* **Collected data entries**

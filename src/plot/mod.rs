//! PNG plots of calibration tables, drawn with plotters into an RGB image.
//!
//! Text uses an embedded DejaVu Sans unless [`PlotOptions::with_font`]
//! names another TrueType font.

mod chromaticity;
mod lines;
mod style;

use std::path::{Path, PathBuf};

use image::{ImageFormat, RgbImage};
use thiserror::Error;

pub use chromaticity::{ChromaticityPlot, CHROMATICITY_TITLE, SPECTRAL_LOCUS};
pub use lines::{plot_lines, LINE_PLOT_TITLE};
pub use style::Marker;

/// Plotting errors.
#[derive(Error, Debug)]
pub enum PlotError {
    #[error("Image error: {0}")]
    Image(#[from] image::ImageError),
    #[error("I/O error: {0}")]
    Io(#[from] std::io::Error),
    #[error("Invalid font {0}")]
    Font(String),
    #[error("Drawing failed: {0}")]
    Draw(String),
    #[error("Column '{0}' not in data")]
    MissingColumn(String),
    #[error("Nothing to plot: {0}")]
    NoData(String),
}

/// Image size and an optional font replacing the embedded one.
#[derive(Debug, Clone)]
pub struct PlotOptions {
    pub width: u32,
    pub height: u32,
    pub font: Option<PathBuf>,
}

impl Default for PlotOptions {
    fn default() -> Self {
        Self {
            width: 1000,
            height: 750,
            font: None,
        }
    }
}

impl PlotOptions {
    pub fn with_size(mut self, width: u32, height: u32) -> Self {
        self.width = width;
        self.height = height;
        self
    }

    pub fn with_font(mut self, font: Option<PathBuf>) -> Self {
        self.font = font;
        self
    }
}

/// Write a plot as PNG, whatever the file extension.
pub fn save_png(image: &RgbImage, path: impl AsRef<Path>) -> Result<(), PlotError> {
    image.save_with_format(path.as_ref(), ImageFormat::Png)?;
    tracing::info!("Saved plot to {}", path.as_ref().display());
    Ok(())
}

---

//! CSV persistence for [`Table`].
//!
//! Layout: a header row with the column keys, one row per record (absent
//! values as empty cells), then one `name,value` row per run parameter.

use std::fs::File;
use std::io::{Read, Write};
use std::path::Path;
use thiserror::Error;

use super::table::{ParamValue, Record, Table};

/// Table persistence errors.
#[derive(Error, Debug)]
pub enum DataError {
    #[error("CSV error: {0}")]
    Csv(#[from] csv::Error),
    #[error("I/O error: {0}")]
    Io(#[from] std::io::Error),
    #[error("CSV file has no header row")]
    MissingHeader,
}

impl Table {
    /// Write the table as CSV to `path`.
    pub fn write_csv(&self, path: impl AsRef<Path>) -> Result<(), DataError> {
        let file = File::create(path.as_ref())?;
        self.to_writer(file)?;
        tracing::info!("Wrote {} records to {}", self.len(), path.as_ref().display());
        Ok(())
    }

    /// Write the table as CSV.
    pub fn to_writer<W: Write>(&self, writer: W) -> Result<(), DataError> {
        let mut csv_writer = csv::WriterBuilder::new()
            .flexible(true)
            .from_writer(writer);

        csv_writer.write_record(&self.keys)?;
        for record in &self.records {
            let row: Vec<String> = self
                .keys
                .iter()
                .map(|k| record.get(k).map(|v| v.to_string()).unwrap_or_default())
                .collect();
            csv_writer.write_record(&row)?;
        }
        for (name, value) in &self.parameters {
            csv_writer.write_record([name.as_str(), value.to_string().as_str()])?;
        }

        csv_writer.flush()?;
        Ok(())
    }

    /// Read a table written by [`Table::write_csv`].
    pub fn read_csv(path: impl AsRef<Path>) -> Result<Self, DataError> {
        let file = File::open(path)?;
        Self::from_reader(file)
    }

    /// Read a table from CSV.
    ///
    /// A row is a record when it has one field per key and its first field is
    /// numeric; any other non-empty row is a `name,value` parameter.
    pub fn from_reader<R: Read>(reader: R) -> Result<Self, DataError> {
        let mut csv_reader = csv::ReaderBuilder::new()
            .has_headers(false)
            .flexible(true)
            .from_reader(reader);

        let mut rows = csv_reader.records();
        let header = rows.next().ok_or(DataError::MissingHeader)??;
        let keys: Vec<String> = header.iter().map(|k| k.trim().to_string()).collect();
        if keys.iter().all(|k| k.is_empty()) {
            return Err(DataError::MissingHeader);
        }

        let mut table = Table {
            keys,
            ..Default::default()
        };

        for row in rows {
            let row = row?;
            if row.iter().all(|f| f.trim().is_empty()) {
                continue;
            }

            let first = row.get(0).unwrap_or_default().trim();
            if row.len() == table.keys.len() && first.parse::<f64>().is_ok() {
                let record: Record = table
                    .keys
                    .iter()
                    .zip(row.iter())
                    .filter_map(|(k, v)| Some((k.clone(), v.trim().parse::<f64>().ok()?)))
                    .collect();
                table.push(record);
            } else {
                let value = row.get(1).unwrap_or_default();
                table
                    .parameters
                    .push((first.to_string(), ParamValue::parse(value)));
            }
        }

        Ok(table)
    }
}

* **Required action**
Would you please copy exactly the part of the entries above that begins at the line containing "let file = File::open(path)?;" and ends at the line containing "let mut table", both lines included?

* **Response to this task**
        let file = File::open(path)?;
        Self::from_reader(file)
    }

    /// Read a table from CSV.
    ///
    /// A row is a record when it has one field per key and its first field is
    /// numeric; any other non-empty row is a `name,value` parameter.
    pub fn from_reader<R: Read>(reader: R) -> Result<Self, DataError> {
        let mut csv_reader = csv::ReaderBuilder::new()
            .has_headers(false)
            .flexible(true)
            .from_reader(reader);

        let mut rows = csv_reader.records();
        let header = rows.next().ok_or(DataError::MissingHeader)??;
        let keys: Vec<String> = header.iter().map(|k| k.trim().to_string()).collect();
        if keys.iter().all(|k| k.is_empty()) {
            return Err(DataError::MissingHeader);
        }

        let mut table = Table {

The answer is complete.